At eighteen, she earned a swimming scholarship to University of California, Los Angeles, where she received a B.A. in art history. During her time at UCLA, she was also a student-athlete, activist, and a journalist for the Daily Bruin.

She was awarded "Outstanding UCLA Swimming Freshman" in 1996 and the UCLA swim team "Bruin Pride" award in 1998 and 1999. She was ranked sixth all-time in the 200 IM and eighth in the 400 IM on UCLA's all-time best times in 1996, and was the swim team co-captain in 1999.

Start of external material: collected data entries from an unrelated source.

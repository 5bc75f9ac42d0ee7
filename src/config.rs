//! Environment-driven settings for the agent binaries.

use std::str::FromStr;

use crate::models::Parity;

fn env_or(key: &str, default: &str) -> String {
    std::env::var(key).unwrap_or_else(|_| default.to_string())
}

fn env_parse<T: FromStr>(key: &str, default: T) -> T {
    std::env::var(key)
        .ok()
        .and_then(|v| v.parse().ok())
        .unwrap_or(default)
}

#[derive(Debug, Clone)]
pub struct LeagueManagerSettings {
    pub bind_addr: String,
    pub port: u16,
    pub league_id: String,
    pub game_type: String,
    pub min_players: usize,
    pub max_players: usize,
    pub data_dir: String,
}

impl LeagueManagerSettings {
    pub fn from_env() -> Self {
        Self {
            bind_addr: env_or("LM_BIND_ADDR", "0.0.0.0"),
            port: env_parse("LM_PORT", 9000),
            league_id: env_or("LEAGUE_ID", "league-1"),
            game_type: env_or("GAME_TYPE", "even_odd"),
            min_players: env_parse("LEAGUE_MIN_PLAYERS", 2),
            max_players: env_parse("LEAGUE_MAX_PLAYERS", 64),
            data_dir: env_or("DATA_DIR", "data"),
        }
    }
}

#[derive(Debug, Clone)]
pub struct RefereeSettings {
    pub bind_addr: String,
    pub port: u16,
    pub referee_id: String,
    pub lm_endpoint: String,
    pub contact_endpoint: String,
    pub max_concurrent_matches: usize,
    pub data_dir: String,
}

impl RefereeSettings {
    pub fn from_env() -> Self {
        let port = env_parse("REFEREE_PORT", 9201);
        Self {
            bind_addr: env_or("REFEREE_BIND_ADDR", "0.0.0.0"),
            port,
            referee_id: env_or("REFEREE_ID", "REF01"),
            lm_endpoint: env_or("LM_ENDPOINT", "http://127.0.0.1:9000"),
            contact_endpoint: env_or(
                "REFEREE_CONTACT_ENDPOINT",
                &format!("http://127.0.0.1:{port}"),
            ),
            max_concurrent_matches: env_parse("REFEREE_MAX_CONCURRENT", 50),
            data_dir: env_or("DATA_DIR", "data"),
        }
    }
}

#[derive(Debug, Clone)]
pub struct PlayerSettings {
    pub bind_addr: String,
    pub port: u16,
    pub player_id: String,
    pub lm_endpoint: String,
    pub contact_endpoint: String,
    /// "random", "even" or "odd".
    pub strategy: String,
    pub data_dir: String,
}

impl PlayerSettings {
    pub fn from_env() -> Self {
        let port = env_parse("PLAYER_PORT", 9101);
        Self {
            bind_addr: env_or("PLAYER_BIND_ADDR", "0.0.0.0"),
            port,
            player_id: env_or("PLAYER_ID", "P01"),
            lm_endpoint: env_or("LM_ENDPOINT", "http://127.0.0.1:9000"),
            contact_endpoint: env_or(
                "PLAYER_CONTACT_ENDPOINT",
                &format!("http://127.0.0.1:{port}"),
            ),
            strategy: env_or("PLAYER_STRATEGY", "random"),
            data_dir: env_or("DATA_DIR", "data"),
        }
    }

    pub fn fixed_parity(&self) -> Option<Parity> {
        Parity::parse(&self.strategy)
    }
}
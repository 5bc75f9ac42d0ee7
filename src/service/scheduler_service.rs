//! Round-robin scheduling by the circle method, deterministic per league.

use rand::rngs::StdRng;
use rand::seq::SliceRandom;
use rand::SeedableRng;
use sha2::{Digest, Sha256};
use std::collections::HashMap;

use crate::error::LeagueError;
use crate::models::{Round, RoundStatus, RoundsFile, ScheduledMatch, ScheduledMatchStatus};

/// Build the full round-robin schedule. Deterministic in
/// `(sorted players, league_id)`: the seating order is a shuffle seeded
/// from the league id.
pub fn build_schedule(
    league_id: &str,
    players: &[String],
    referees: &[String],
) -> Result<RoundsFile, LeagueError> {
    if players.len() < 2 {
        return Err(LeagueError::LeagueNotFound(format!(
            "need at least 2 players, have {}",
            players.len()
        )));
    }
    if referees.is_empty() {
        return Err(LeagueError::LeagueState("no referees assigned".into()));
    }

    let mut seats: Vec<Option<String>> = {
        let mut sorted: Vec<String> = players.to_vec();
        sorted.sort();
        sorted.dedup();
        let mut rng = StdRng::seed_from_u64(schedule_seed(league_id));
        sorted.shuffle(&mut rng);
        sorted.into_iter().map(Some).collect()
    };
    if seats.len() % 2 == 1 {
        seats.push(None); // bye
    }
    let n = seats.len();

    let mut rounds = Vec::with_capacity(n - 1);
    for round_index in 0..n - 1 {
        let mut matches = Vec::new();
        for i in 0..n / 2 {
            let a = seats[i].clone();
            let b = seats[n - 1 - i].clone();
            if let (Some(a), Some(b)) = (a, b) {
                let k = matches.len();
                matches.push(ScheduledMatch {
                    match_id: format!("R{}M{}", round_index + 1, k + 1),
                    players: [a, b],
                    referee_id: referees[k % referees.len()].clone(),
                    status: ScheduledMatchStatus::Scheduled,
                });
            }
        }
        rounds.push(Round {
            round_id: (round_index + 1) as u32,
            status: RoundStatus::Pending,
            matches,
        });
        // Position 0 stays fixed; the rest rotate one step.
        seats[1..].rotate_right(1);
    }

    Ok(RoundsFile {
        league_id: league_id.to_string(),
        rounds,
    })
}

fn schedule_seed(league_id: &str) -> u64 {
    let digest = Sha256::digest(league_id.as_bytes());
    u64::from_be_bytes(digest[..8].try_into().unwrap())
}

/// Immutable lookup view over a schedule, kept in memory by the league
/// manager so report validation never touches the filesystem.
#[derive(Debug, Clone)]
pub struct ScheduleIndex {
    by_match: HashMap<String, ScheduledMatch>,
}

impl ScheduleIndex {
    pub fn from_rounds(rounds: &RoundsFile) -> Self {
        let mut by_match = HashMap::new();
        for round in &rounds.rounds {
            for m in &round.matches {
                by_match.insert(m.match_id.clone(), m.clone());
            }
        }
        Self { by_match }
    }

    pub fn lookup(&self, match_id: &str) -> Option<&ScheduledMatch> {
        self.by_match.get(match_id)
    }

    pub fn total_matches(&self) -> usize {
        self.by_match.len()
    }
}

#[cfg(test)]
mod tests {
    use super::*;
    use std::collections::HashSet;

    fn players(n: usize) -> Vec<String> {
        (1..=n).map(|i| format!("P{i:02}")).collect()
    }

    fn referees() -> Vec<String> {
        vec!["REF01".to_string(), "REF02".to_string()]
    }

    #[test]
    fn four_players_three_rounds_six_matches() {
        let schedule = build_schedule("L1", &players(4), &referees()).unwrap();
        assert_eq!(schedule.rounds.len(), 3);
        assert_eq!(schedule.total_matches(), 6);
        for round in &schedule.rounds {
            assert_eq!(round.matches.len(), 2);
        }
    }

    #[test]
    fn every_unordered_pair_appears_exactly_once() {
        for n in [2, 3, 4, 5, 6, 7, 8] {
            let schedule = build_schedule("L1", &players(n), &referees()).unwrap();
            let mut seen = HashSet::new();
            for round in &schedule.rounds {
                let mut in_round = HashSet::new();
                for m in &round.matches {
                    let mut pair = [m.players[0].clone(), m.players[1].clone()];
                    pair.sort();
                    assert!(seen.insert(pair.clone()), "pair {pair:?} repeated");
                    for p in &m.players {
                        assert!(in_round.insert(p.clone()), "{p} plays twice in a round");
                    }
                }
            }
            assert_eq!(seen.len(), n * (n - 1) / 2, "N={n}");
        }
    }

    #[test]
    fn odd_player_count_gets_byes() {
        let schedule = build_schedule("L1", &players(5), &referees()).unwrap();
        assert_eq!(schedule.rounds.len(), 5);
        for round in &schedule.rounds {
            assert_eq!(round.matches.len(), 2, "floor(5/2) matches per round");
        }
    }

    #[test]
    fn schedule_is_deterministic_per_league() {
        let a = build_schedule("L1", &players(6), &referees()).unwrap();
        let b = build_schedule("L1", &players(6), &referees()).unwrap();
        assert_eq!(
            serde_json::to_value(&a).unwrap(),
            serde_json::to_value(&b).unwrap()
        );
        // Input order must not matter.
        let mut shuffled = players(6);
        shuffled.reverse();
        let c = build_schedule("L1", &shuffled, &referees()).unwrap();
        assert_eq!(
            serde_json::to_value(&a).unwrap(),
            serde_json::to_value(&c).unwrap()
        );
    }

    #[test]
    fn referees_rotate_within_a_round() {
        let schedule = build_schedule("L1", &players(8), &referees()).unwrap();
        for round in &schedule.rounds {
            assert_eq!(round.matches[0].referee_id, "REF01");
            assert_eq!(round.matches[1].referee_id, "REF02");
            assert_eq!(round.matches[2].referee_id, "REF01");
        }
    }

    #[test]
    fn too_few_players_is_an_error() {
        let err = build_schedule("L1", &players(1), &referees()).unwrap_err();
        assert_eq!(err.code(), crate::error::ErrorCode::E008);
        let err = build_schedule("L1", &players(4), &[]).unwrap_err();
        assert_eq!(err.code(), crate::error::ErrorCode::E005);
    }
}
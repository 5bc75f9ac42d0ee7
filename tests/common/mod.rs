//! In-process test harness: every agent is wired to the same deterministic
//! in-memory transport instead of HTTP.
#![allow(dead_code)]

use async_trait::async_trait;
use serde_json::Value;
use std::collections::{HashMap, HashSet};
use std::sync::{Arc, Mutex};
use std::time::Duration;
use tokio::sync::RwLock;

use parity_league::agents::{
    LeagueManager, LeagueManagerConfig, ParityStrategy, Player, PlayerConfig, Referee,
    RefereeConfig,
};
use parity_league::error::LeagueError;
use parity_league::models::{AgentIdentity, AgentType, LeagueStatus, ScoringConfig};
use parity_league::protocol::{ingress, MessageDispatcher};
use parity_league::service::{
    EvenOddRules, NumberDraw, RetryConfig, RpcClient, ScriptedDraw, Transport,
};
use parity_league::storage::Repository;

type Rewriter = Box<dyn Fn(Value) -> Value + Send + Sync>;

/// Routes endpoints straight to dispatchers, with per-(endpoint, method)
/// fault injection and response rewriting.
pub struct InMemoryNetwork {
    routes: RwLock<HashMap<String, Arc<dyn MessageDispatcher>>>,
    dead_methods: Mutex<HashSet<(String, String)>>,
    rewriters: Mutex<HashMap<(String, String), Rewriter>>,
}

impl InMemoryNetwork {
    pub fn new() -> Arc<Self> {
        Arc::new(Self {
            routes: RwLock::new(HashMap::new()),
            dead_methods: Mutex::new(HashSet::new()),
            rewriters: Mutex::new(HashMap::new()),
        })
    }

    pub async fn route(&self, endpoint: &str, dispatcher: Arc<dyn MessageDispatcher>) {
        self.routes
            .write()
            .await
            .insert(endpoint.to_string(), dispatcher);
    }

    /// Make `method` towards `endpoint` time out, as if the peer went
    /// silent.
    pub fn drop_method(&self, endpoint: &str, method: &str) {
        self.dead_methods
            .lock()
            .unwrap()
            .insert((endpoint.to_string(), method.to_string()));
    }

    /// Rewrite the JSON-RPC response of `method` towards `endpoint`.
    pub fn rewrite_response(
        &self,
        endpoint: &str,
        method: &str,
        rewriter: impl Fn(Value) -> Value + Send + Sync + 'static,
    ) {
        self.rewriters.lock().unwrap().insert(
            (endpoint.to_string(), method.to_string()),
            Box::new(rewriter),
        );
    }
}

#[async_trait]
impl Transport for InMemoryNetwork {
    async fn send(
        &self,
        endpoint: &str,
        body: Value,
        _deadline: Duration,
    ) -> Result<Value, LeagueError> {
        let method = body
            .get("method")
            .and_then(|m| m.as_str())
            .unwrap_or("")
            .to_string();
        if self
            .dead_methods
            .lock()
            .unwrap()
            .contains(&(endpoint.to_string(), method.clone()))
        {
            return Err(LeagueError::Timeout(format!(
                "{endpoint} did not answer {method}"
            )));
        }
        let dispatcher = self
            .routes
            .read()
            .await
            .get(endpoint)
            .cloned()
            .ok_or_else(|| LeagueError::AgentUnavailable(endpoint.to_string()))?;
        let bytes = serde_json::to_vec(&body)?;
        let mut response = ingress::handle_request(dispatcher.as_ref(), &bytes)
            .await
            .unwrap_or(Value::Null);
        if let Some(rewriter) = self
            .rewriters
            .lock()
            .unwrap()
            .get(&(endpoint.to_string(), method))
        {
            response = rewriter(response);
        }
        Ok(response)
    }
}

pub const LM_ENDPOINT: &str = "http://lm";

pub fn player_endpoint(player_id: &str) -> String {
    format!("http://{}", player_id.to_lowercase())
}

pub fn referee_endpoint(referee_id: &str) -> String {
    format!("http://{}", referee_id.to_lowercase())
}

pub struct TestLeague {
    pub network: Arc<InMemoryNetwork>,
    pub lm: Arc<LeagueManager>,
    pub lm_repo: Arc<Repository>,
    pub referee_repos: HashMap<String, Arc<Repository>>,
    pub player_repos: HashMap<String, Arc<Repository>>,
    pub referee_clients: HashMap<String, Arc<RpcClient>>,
    pub operator: Arc<RpcClient>,
    _dir: tempfile::TempDir,
}

fn test_client(
    network: &Arc<InMemoryNetwork>,
    agent_type: AgentType,
    agent_id: &str,
) -> Arc<RpcClient> {
    Arc::new(
        RpcClient::new(
            network.clone() as Arc<dyn Transport>,
            AgentIdentity::new(agent_type, agent_id),
        )
        .with_retry_config(RetryConfig::immediate()),
    )
}

/// Build a league with the given players and referees, register everyone
/// and leave the league PENDING.
pub async fn setup_league(
    players: Vec<(&str, Arc<dyn ParityStrategy>)>,
    referee_ids: &[&str],
    draws: Vec<u8>,
) -> TestLeague {
    let dir = tempfile::tempdir().unwrap();
    let network = InMemoryNetwork::new();
    let draw: Arc<dyn NumberDraw> = Arc::new(ScriptedDraw::new(draws));

    let lm_repo = Arc::new(Repository::new(dir.path().join("lm")));
    let lm_client = Arc::new(
        RpcClient::new(
            network.clone() as Arc<dyn Transport>,
            AgentIdentity::new(AgentType::LeagueManager, "LM01"),
        )
        .with_retry_config(RetryConfig::immediate())
        .with_auth_token("lm-boot-token"),
    );
    let lm = Arc::new(LeagueManager::new(
        LeagueManagerConfig {
            min_players: 2,
            ..LeagueManagerConfig::default()
        },
        lm_repo.clone(),
        lm_client,
    ));
    network.route(LM_ENDPOINT, lm.clone()).await;

    let mut referee_repos = HashMap::new();
    let mut referee_clients = HashMap::new();
    for referee_id in referee_ids {
        let repo = Arc::new(Repository::new(dir.path().join(referee_id)));
        let client = test_client(&network, AgentType::Referee, referee_id);
        let referee = Arc::new(Referee::new(
            RefereeConfig {
                referee_id: referee_id.to_string(),
                lm_endpoint: LM_ENDPOINT.to_string(),
                contact_endpoint: referee_endpoint(referee_id),
                max_concurrent_matches: 50,
                outbox_interval: Duration::from_millis(20),
                ..RefereeConfig::default()
            },
            client.clone(),
            repo.clone(),
            Arc::new(EvenOddRules::default()),
            draw.clone(),
            ScoringConfig::default(),
        ));
        network
            .route(&referee_endpoint(referee_id), referee.clone())
            .await;
        referee.register().await.expect("referee registers");
        referee_repos.insert(referee_id.to_string(), repo);
        referee_clients.insert(referee_id.to_string(), client);
    }

    let mut player_repos = HashMap::new();
    for (player_id, strategy) in players {
        let repo = Arc::new(Repository::new(dir.path().join(player_id)));
        let client = test_client(&network, AgentType::Player, player_id);
        let player = Arc::new(Player::new(
            PlayerConfig {
                player_id: player_id.to_string(),
                lm_endpoint: LM_ENDPOINT.to_string(),
                contact_endpoint: player_endpoint(player_id),
            },
            client,
            repo.clone(),
            strategy,
        ));
        network
            .route(&player_endpoint(player_id), player.clone())
            .await;
        player.register().await.expect("player registers");
        player_repos.insert(player_id.to_string(), repo);
    }

    let operator = test_client(&network, AgentType::LeagueManager, "operator");
    TestLeague {
        network,
        lm,
        lm_repo,
        referee_repos,
        player_repos,
        referee_clients,
        operator,
        _dir: dir,
    }
}

impl TestLeague {
    pub async fn start(&self) -> Result<Value, LeagueError> {
        self.operator
            .call(
                LM_ENDPOINT,
                parity_league::protocol::messages::START_LEAGUE,
                "operator-conv",
                serde_json::json!({}),
            )
            .await
    }

    /// Poll until the league completes or the timeout elapses.
    pub async fn wait_until_completed(&self, timeout: Duration) -> bool {
        let deadline = tokio::time::Instant::now() + timeout;
        while tokio::time::Instant::now() < deadline {
            if self.lm.league_status().await == LeagueStatus::Completed {
                return true;
            }
            tokio::time::sleep(Duration::from_millis(10)).await;
        }
        false
    }
}

/// Poll for a concluded match record. A record appears as soon as
/// conduction starts, so wait for the final write carrying the outcome.
pub async fn wait_for_record(
    repo: &Repository,
    match_id: &str,
    timeout: Duration,
) -> parity_league::models::MatchRecord {
    let deadline = tokio::time::Instant::now() + timeout;
    loop {
        if let Some(record) = repo.load_match_record(match_id).await.unwrap() {
            if record.outcome.is_some() {
                return record;
            }
        }
        assert!(
            tokio::time::Instant::now() < deadline,
            "no concluded transcript for {match_id}"
        );
        tokio::time::sleep(Duration::from_millis(10)).await;
    }
}
//! Player agent: answers invitations, produces parity choices through a
//! pluggable strategy and keeps its own match history.

use async_trait::async_trait;
use chrono::Utc;
use rand::Rng;
use serde_json::{json, Value};
use std::collections::HashMap;
use std::sync::Arc;
use tokio::sync::RwLock;
use tracing::{debug, info};

use crate::error::LeagueError;
use crate::models::{AgentIdentity, AgentType, Parity, PlayerHistoryEntry, PlayerStatus};
use crate::protocol::envelope::Envelope;
use crate::protocol::ingress::MessageDispatcher;
use crate::protocol::messages::{
    self, ChooseParityCallParams, ChooseParityResponse, GameInvitationParams, GameJoinAck,
    GameOverParams, RegisterPlayerParams, RegistrationResult,
};
use crate::service::communication::RpcClient;
use crate::storage::Repository;

/// Everything a strategy may look at when choosing.
#[derive(Debug, Clone)]
pub struct ChoiceContext {
    pub match_id: String,
    pub league_id: String,
    pub round_id: u32,
    pub opponent_id: String,
    pub role_in_match: String,
}

/// The single pluggable decision seam.
pub trait ParityStrategy: Send + Sync {
    fn choose(&self, ctx: &ChoiceContext) -> Parity;
}

pub struct RandomStrategy;

impl ParityStrategy for RandomStrategy {
    fn choose(&self, _ctx: &ChoiceContext) -> Parity {
        if rand::thread_rng().gen_bool(0.5) {
            Parity::Even
        } else {
            Parity::Odd
        }
    }
}

/// Always plays the same parity. Handy as a baseline and in tests.
pub struct FixedStrategy(pub Parity);

impl ParityStrategy for FixedStrategy {
    fn choose(&self, _ctx: &ChoiceContext) -> Parity {
        self.0
    }
}

#[derive(Debug, Clone)]
pub struct PlayerConfig {
    pub player_id: String,
    pub lm_endpoint: String,
    pub contact_endpoint: String,
}

/// Per-match state pinned at invitation time. Later messages of the match
/// must repeat the same conversation id and referee token.
struct ActiveMatch {
    conversation_id: String,
    referee_token: String,
    invitation: GameInvitationParams,
    choice: Option<Parity>,
}

pub struct Player {
    config: PlayerConfig,
    client: Arc<RpcClient>,
    repo: Arc<Repository>,
    strategy: Arc<dyn ParityStrategy>,
    matches: RwLock<HashMap<String, ActiveMatch>>,
}

impl Player {
    pub fn new(
        config: PlayerConfig,
        client: Arc<RpcClient>,
        repo: Arc<Repository>,
        strategy: Arc<dyn ParityStrategy>,
    ) -> Self {
        Self {
            config,
            client,
            repo,
            strategy,
            matches: RwLock::new(HashMap::new()),
        }
    }

    pub async fn register(&self) -> Result<RegistrationResult, LeagueError> {
        let params = RegisterPlayerParams {
            player_id: Some(self.config.player_id.clone()),
            contact_endpoint: self.config.contact_endpoint.clone(),
            capabilities: vec!["even_odd".to_string()],
        };
        let conversation_id = uuid::Uuid::new_v4().to_string();
        let result = self
            .client
            .call(
                &self.config.lm_endpoint,
                messages::REGISTER_PLAYER,
                &conversation_id,
                serde_json::to_value(&params)?,
            )
            .await?;
        let registration: RegistrationResult = serde_json::from_value(result)
            .map_err(|e| LeagueError::Validation(format!("malformed registration result: {e}")))?;
        self.client.set_auth_token(&registration.auth_token).await;
        info!(player_id = %registration.agent_id, "registered with league manager");
        Ok(registration)
    }

    async fn handle_invitation(
        &self,
        envelope: &Envelope,
        sender: &AgentIdentity,
        params: Value,
    ) -> Result<Value, LeagueError> {
        if sender.agent_type != AgentType::Referee {
            return Err(LeagueError::IdentityMismatch(format!(
                "invitations come from referees, not {sender}"
            )));
        }
        let token = envelope
            .auth_token
            .clone()
            .ok_or_else(|| LeagueError::Auth("invitation carries no auth_token".into()))?;
        let invitation: GameInvitationParams = serde_json::from_value(params)
            .map_err(|e| LeagueError::Validation(format!("malformed invitation: {e}")))?;

        let mut matches = self.matches.write().await;
        if let Some(existing) = matches.get(&invitation.match_id) {
            if existing.conversation_id == envelope.conversation_id {
                // Retried invitation; same ack, no state change.
                debug!(match_id = %invitation.match_id, "duplicate invitation acknowledged");
                return Ok(self.join_ack(&invitation.match_id));
            }
        }
        info!(
            match_id = %invitation.match_id,
            conversation_id = %envelope.conversation_id,
            opponent = %invitation.opponent_id,
            "joining match"
        );
        let match_id = invitation.match_id.clone();
        matches.insert(
            match_id.clone(),
            ActiveMatch {
                conversation_id: envelope.conversation_id.clone(),
                referee_token: token,
                invitation,
                choice: None,
            },
        );
        Ok(self.join_ack(&match_id))
    }

    fn join_ack(&self, match_id: &str) -> Value {
        serde_json::to_value(GameJoinAck {
            match_id: match_id.to_string(),
            player_id: self.config.player_id.clone(),
            status: "joined".to_string(),
        })
        .expect("join ack serializes")
    }

    async fn handle_choose_parity(
        &self,
        envelope: &Envelope,
        params: Value,
    ) -> Result<Value, LeagueError> {
        let call: ChooseParityCallParams = serde_json::from_value(params)
            .map_err(|e| LeagueError::Validation(format!("malformed parity call: {e}")))?;
        let mut matches = self.matches.write().await;
        let active = matches
            .get_mut(&call.match_id)
            .ok_or_else(|| LeagueError::MatchNotFound(call.match_id.clone()))?;
        if active.conversation_id != envelope.conversation_id {
            return Err(LeagueError::ConversationMismatch(format!(
                "match {} runs under a different conversation",
                call.match_id
            )));
        }
        if envelope.auth_token.as_deref() != Some(active.referee_token.as_str()) {
            return Err(LeagueError::Auth(
                "parity call token does not match the inviting referee".into(),
            ));
        }
        let parity = match active.choice {
            Some(parity) => {
                // Redelivery returns the recorded choice unchanged.
                debug!(match_id = %call.match_id, "duplicate parity call acknowledged");
                parity
            }
            None => {
                let ctx = ChoiceContext {
                    match_id: active.invitation.match_id.clone(),
                    league_id: active.invitation.league_id.clone(),
                    round_id: active.invitation.round_id,
                    opponent_id: active.invitation.opponent_id.clone(),
                    role_in_match: active.invitation.role_in_match.clone(),
                };
                let parity = self.strategy.choose(&ctx);
                active.choice = Some(parity);
                info!(match_id = %call.match_id, choice = %parity, "parity chosen");
                parity
            }
        };
        Ok(serde_json::to_value(ChooseParityResponse {
            match_id: call.match_id,
            player_id: self.config.player_id.clone(),
            parity_choice: parity.as_str().to_string(),
        })?)
    }

    async fn handle_game_over(
        &self,
        envelope: &Envelope,
        params: Value,
    ) -> Result<Value, LeagueError> {
        let over: GameOverParams = serde_json::from_value(params)
            .map_err(|e| LeagueError::Validation(format!("malformed game over: {e}")))?;
        let mut matches = self.matches.write().await;
        let active = matches.remove(&over.match_id);
        if let Some(active) = &active {
            if active.conversation_id != envelope.conversation_id {
                matches.insert(over.match_id.clone(), restore(active));
                return Err(LeagueError::ConversationMismatch(format!(
                    "game over for {} under a foreign conversation",
                    over.match_id
                )));
            }
        }
        drop(matches);

        let status = over
            .outcome
            .statuses
            .get(&self.config.player_id)
            .copied()
            .unwrap_or(PlayerStatus::Loss);
        let points = over
            .outcome
            .points_awarded
            .get(&self.config.player_id)
            .copied()
            .unwrap_or(0);
        let (opponent_id, round_id) = match &active {
            Some(a) => (a.invitation.opponent_id.clone(), a.invitation.round_id),
            None => (
                over.outcome
                    .statuses
                    .keys()
                    .find(|p| **p != self.config.player_id)
                    .cloned()
                    .unwrap_or_default(),
                0,
            ),
        };
        if let Some(consequence) = &over.consequence {
            info!(match_id = %over.match_id, "{consequence}");
        }
        self.repo
            .append_player_history(
                &self.config.player_id,
                PlayerHistoryEntry {
                    match_id: over.match_id.clone(),
                    league_id: over.league_id.clone(),
                    round_id,
                    opponent_id,
                    status,
                    points,
                    drawn_number: over.outcome.drawn_number,
                    finished_at: Utc::now(),
                },
            )
            .await?;
        info!(match_id = %over.match_id, status = ?status, points, "match result recorded");
        Ok(json!({ "status": "ack" }))
    }
}

fn restore(active: &ActiveMatch) -> ActiveMatch {
    ActiveMatch {
        conversation_id: active.conversation_id.clone(),
        referee_token: active.referee_token.clone(),
        invitation: active.invitation.clone(),
        choice: active.choice,
    }
}

#[async_trait]
impl MessageDispatcher for Player {
    async fn dispatch(
        &self,
        method: &'static str,
        envelope: &Envelope,
        params: Value,
    ) -> Result<Value, LeagueError> {
        let sender = envelope.validate()?;
        match method {
            messages::GAME_INVITATION => self.handle_invitation(envelope, &sender, params).await,
            messages::CHOOSE_PARITY_CALL => self.handle_choose_parity(envelope, params).await,
            messages::GAME_OVER => self.handle_game_over(envelope, params).await,
            messages::LEAGUE_STANDINGS_UPDATE
            | messages::ROUND_ANNOUNCEMENT
            | messages::ROUND_COMPLETED
            | messages::LEAGUE_COMPLETED => {
                debug!(message_type = method, "league notification received");
                Ok(json!({ "status": "ok" }))
            }
            other => Err(LeagueError::UnknownMethod(format!(
                "{other} is not served by a player"
            ))),
        }
    }
}
//! Persistence failures and their mapping onto [`StrongboxError`].

use strongbox_core::error::StrongboxError;

#[derive(Debug, thiserror::Error)]
pub enum DbError {
    #[error("SurrealDB error: {0}")]
    Surreal(#[from] surrealdb::Error),

    #[error("schema migration failed: {0}")]
    Migration(String),

    #[error("statement rejected: {0}")]
    Query(String),

    #[error("malformed {entity} row: {reason}")]
    Decode { entity: String, reason: String },

    #[error("{entity} {id} was not written")]
    NotFound { entity: String, id: String },
}

impl From<DbError> for StrongboxError {
    fn from(err: DbError) -> Self {
        match err {
            DbError::NotFound { entity, id } => StrongboxError::NotFound { entity, id },
            other => StrongboxError::Database(other.to_string()),
        }
    }
}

She received a M.F.A. in film production (directing) at UCLA School of Theater, Film and Television, where she was awarded the Motion Picture Association of America Award and the Mary Pickford Award for Excellence in documentary filmmaking. Her UCLA thesis film La Petite Morte won three film festival awards for Best Documentary and one nomination for Best Documentary.

== Career ==
In 2000, after being discovered by a Sports Illustrated photographer, Schick Garcia was signed to Kazarian, Spencer and Associates Modelling Agency in Los Angeles. She was the swimmer featured in the 2000 TAG Heuer Link watch advertisements which appeared in Vogue, Harper's Bazaar, Elle, among others.

One of Schick's early documentary films was La Petite Morte (2003) which examined the French pornography industry, focusing on the experience of actor Raffaëla Anderson. Her films Cancer and A Safe Place were screened as official selections at Les Films du Monde, Montreal. She directed the 'making of' Richard Bohringer's C'est Beau Une Ville La Nuit, and 20 Ans Déjà with French rugby star Denis Charvet.

In 2009, Schick Garcia wrote, directed and coproduced (with Laila Tahhar) the feature-length documentary The Idiot Cycle which won the 2010 Green Report Award. A review in New Internationalist gave The Idiot Cycle four stars, stating, "The emotion is raw and the message is simple: the 'war on cancer' is a hoax." The film explores why more effort is spent treating cancer rather than preventing it, arguing that pharmaceutical companies have incentives to disregard public health and safety. The film opens with footage of Schick Garcia's own mother removing the bandages from her mastectomy.

She directed the music video El Lado Salvaje for the Chilean band Wentru that appeared on MTV.

She was the songwriter of Canadian experimental band Japanese Pop Songs, who were named one of Vancouver's best unsigned bands in 2007.

She has written articles in French and English for Slate, Huffington Post and The Advocate, among other publications.